32 a) Der Begriff der Schmähkritik ist vor dem Hintergrund, dass es nach der
verfassungsrechtlichen Systematik bei im Einzelfall gegenüberstehenden
Grundrechtspositionen grundsätzlich einer Abwägung zwischen diesen
verschiedenen Grundrechtspositionen unter Berücksichtigung aller wesentlicher
konkreter Umstände bedarf, eng definiert. Eine überzogene oder gar ausfällige
Kritik macht eine Äußerung für sich genommen noch nicht zur Schmähung.

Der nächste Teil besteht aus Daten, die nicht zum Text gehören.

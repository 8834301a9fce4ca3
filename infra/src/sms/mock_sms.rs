//! Mock SMS Service Implementation
//!
//! Logs SMS messages instead of sending them. Used in development and tests.

use async_trait::async_trait;
use std::sync::atomic::{AtomicU64, Ordering};
use std::sync::Arc;
use tracing::{info, warn};
use uuid::Uuid;

use gp_core::services::SmsSender;
use gp_shared::utils::{is_valid_phone_number, mask_phone_number};

/// Mock SMS service for development and testing
#[derive(Clone)]
pub struct MockSmsService {
    /// Counter for tracking number of messages sent
    message_count: Arc<AtomicU64>,
    /// Whether to simulate failures (for testing)
    simulate_failure: bool,
}

impl MockSmsService {
    pub fn new() -> Self {
        Self {
            message_count: Arc::new(AtomicU64::new(0)),
            simulate_failure: false,
        }
    }

    /// Enable or disable failure simulation
    pub fn set_simulate_failure(&mut self, simulate: bool) {
        self.simulate_failure = simulate;
    }

    /// Get the total number of messages sent
    pub fn get_message_count(&self) -> u64 {
        self.message_count.load(Ordering::SeqCst)
    }

    /// Reset the message counter
    pub fn reset_counter(&self) {
        self.message_count.store(0, Ordering::SeqCst);
    }
}

impl Default for MockSmsService {
    fn default() -> Self {
        Self::new()
    }
}

#[async_trait]
impl SmsSender for MockSmsService {
    async fn send_sms(&self, phone: &str, body: &str) -> Result<String, String> {
        if !is_valid_phone_number(phone) {
            return Err(format!(
                "Invalid phone number format: {}",
                mask_phone_number(phone)
            ));
        }

        if self.simulate_failure {
            warn!(phone = %mask_phone_number(phone), "Mock SMS service simulating failure");
            return Err("Simulated SMS sending failure".to_string());
        }

        let message_id = format!("mock_{}", Uuid::new_v4());
        let count = self.message_count.fetch_add(1, Ordering::SeqCst) + 1;

        info!(
            target: "sms_service",
            provider = "mock",
            phone = %mask_phone_number(phone),
            message_id = %message_id,
            count,
            "Mock SMS accepted"
        );
        tracing::debug!(target: "sms_service", body_len = body.len(), "Mock SMS body");

        Ok(message_id)
    }

    fn provider_name(&self) -> &str {
        "Mock"
    }
}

Hinzutreten muss vielmehr, dass bei der Äußerung nicht mehr die
Auseinandersetzung in der Sache, sondern die Diffamierung der Person im
Vordergrund steht. Die Äußerung muss jenseits auch polemischer und überspitzter
Kritik in der persönlichen Herabsetzung bestehen. Wesentliches Merkmal der
Schmähung ist mithin eine das sachliche Anliegen völlig in den Hintergrund
drängende persönliche Kränkung (BVerfG 3. Kammer des 1. Senats 24. Juli 2013 -
1 BvR 444/13 - AfP 2013, 389 ff.).
33 b) Dies trifft auf die streitgegenständlichen Äußerungen nicht zu. Sie stehen im
Zusammenhang mit einer internen fachlichen Einschätzung des Klägers und
nehmen in pauschaler, unsubstantiierter Weise Bezug auf seine Befähigung und
Leistung. Sie enthalten eine unverblümte, harsche Kritik, beziehen sich aber nicht
auf den Kläger als Person oder dessen Charakter schlechthin. Die Äußerungen
betreffen fachliche Kriterien der Arbeitsleistung, die in unmittelbarem
Zusammenhang mit der Frage stehen, ob eine Fortsetzung des
Arbeitsverhältnisses angezeigt erscheint, weil die Probezeit mit Erfolg absolviert
wurde. Die Äußerungen enthalten keine Formalbeleidigungen. Die in ihnen
enthaltene Kritik ist im Ergebnis auf den Gegenstand einer fachlichen Beurteilung
bezogen und dabei mit subjektiv geprägten, negativen Wertungen ausgefüllt. Dies
macht die Äußerungen nicht zu Schmähungen. Weder wird die Menschenwürde
des Klägers durch diese Äußerungen berührt, noch ist in ihnen eine Diffamierung
zu sehen. Im Vordergrund steht eine Auseinandersetzung mit der fachlichen
Befähigung und Leistung des Klägers anlässlich eines konkreten
Beurteilungsanlasses, des Ablaufs der Probezeit. Wenn dies auch mit stark
subjektiv geprägten, pointierten Formulierungen geschieht, steht dabei ersichtlich
die Einschätzung von Sachkriterien im Vordergrund und nicht eine persönliche
Kränkung des Klägers. Maßstab ist auch hier, wie ein unbefangener Leser die
Äußerungen einordnet und nicht, wie sie der Kläger subjektiv empfindet.
III.
34 Der Kläger hat die Kosten seiner erfolglosen Berufung zu tragen, § 97 Abs. 1 ZPO.
Das Landesarbeitsgericht hat die Revision nicht zugelassen, weil die
Voraussetzungen des § 72 Abs. 2 ArbGG nicht erfüllt sind.